Segment Start: Input data
use axum::{
    Json,
    extract::{Path, State},
    response::IntoResponse,
};
use sqlx::PgPool;

use crate::{
    config::Config,
    error::AppError,
    models::post::PublishedPost,
    utils::html::{HtmlPolicy, sanitize_with_policy, to_readable_html},
};

/// Makes a stored body safe to inject into the page as-is.
fn render_body(post: &mut PublishedPost, policy: HtmlPolicy) {
    let readable = to_readable_html(&post.content_html);
    post.content_html = sanitize_with_policy(Some(&readable), policy);
}

/// Lists published posts, newest first.
pub async fn list_posts(
    State(pool): State<PgPool>,
    State(config): State<Config>,
) -> Result<impl IntoResponse, AppError> {
    let mut posts = sqlx::query_as::<_, PublishedPost>(
        r#"
        SELECT
            id, slug, title, excerpt, cover_url, content_html, author, tags,
            published_at, meta_title, meta_description, meta_image_url,
            canonical_url, noindex
        FROM cms_posts
        WHERE published = TRUE
        ORDER BY published_at DESC NULLS LAST
        "#,
    )
    .fetch_all(&pool)
    .await
    .map_err(|e| {
        tracing::error!("Failed to list published posts: {:?}", e);
        AppError::from(e)
    })?;

    for post in &mut posts {
        render_body(post, config.html_policy);
    }

    Ok(Json(posts))
}

/// Gets a single published post by slug.
pub async fn get_post(
    State(pool): State<PgPool>,
    State(config): State<Config>,
    Path(slug): Path<String>,
) -> Result<impl IntoResponse, AppError> {
    let mut post = sqlx::query_as::<_, PublishedPost>(
        r#"
        SELECT
            id, slug, title, excerpt, cover_url, content_html, author, tags,
            published_at, meta_title, meta_description, meta_image_url,
            canonical_url, noindex
        FROM cms_posts
        WHERE slug = $1 AND published = TRUE
        "#,
    )
    .bind(&slug)
    .fetch_optional(&pool)
    .await?
    .ok_or(AppError::NotFound("Post not found".to_string()))?;

    render_body(&mut post, config.html_policy);

    Ok(Json(post))
}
Segment End: Input data
All of the records above are to be repeated exactly.

Answer to this task =>
use axum::{
    Json,
    extract::{Path, State},
    response::IntoResponse,
};
use sqlx::PgPool;

use crate::{
    config::Config,
    error::AppError,
    models::post::PublishedPost,
    utils::html::{HtmlPolicy, sanitize_with_policy, to_readable_html},
};

/// Makes a stored body safe to inject into the page as-is.
fn render_body(post: &mut PublishedPost, policy: HtmlPolicy) {
    let readable = to_readable_html(&post.content_html);
    post.content_html = sanitize_with_policy(Some(&readable), policy);
}

/// Lists published posts, newest first.
pub async fn list_posts(
    State(pool): State<PgPool>,
    State(config): State<Config>,
) -> Result<impl IntoResponse, AppError> {
    let mut posts = sqlx::query_as::<_, PublishedPost>(
        r#"
        SELECT
            id, slug, title, excerpt, cover_url, content_html, author, tags,
            published_at, meta_title, meta_description, meta_image_url,
            canonical_url, noindex
        FROM cms_posts
        WHERE published = TRUE
        ORDER BY published_at DESC NULLS LAST
        "#,
    )
    .fetch_all(&pool)
    .await
    .map_err(|e| {
        tracing::error!("Failed to list published posts: {:?}", e);
        AppError::from(e)
    })?;

    for post in &mut posts {
        render_body(post, config.html_policy);
    }

    Ok(Json(posts))
}

/// Gets a single published post by slug.
pub async fn get_post(
    State(pool): State<PgPool>,
    State(config): State<Config>,
    Path(slug): Path<String>,
) -> Result<impl IntoResponse, AppError> {
    let mut post = sqlx::query_as::<_, PublishedPost>(
        r#"
        SELECT
            id, slug, title, excerpt, cover_url, content_html, author, tags,
            published_at, meta_title, meta_description, meta_image_url,
            canonical_url, noindex
        FROM cms_posts
        WHERE slug = $1 AND published = TRUE
        "#,
    )
    .bind(&slug)
    .fetch_optional(&pool)
    .await?
    .ok_or(AppError::NotFound("Post not found".to_string()))?;

    render_body(&mut post, config.html_policy);

    Ok(Json(post))
}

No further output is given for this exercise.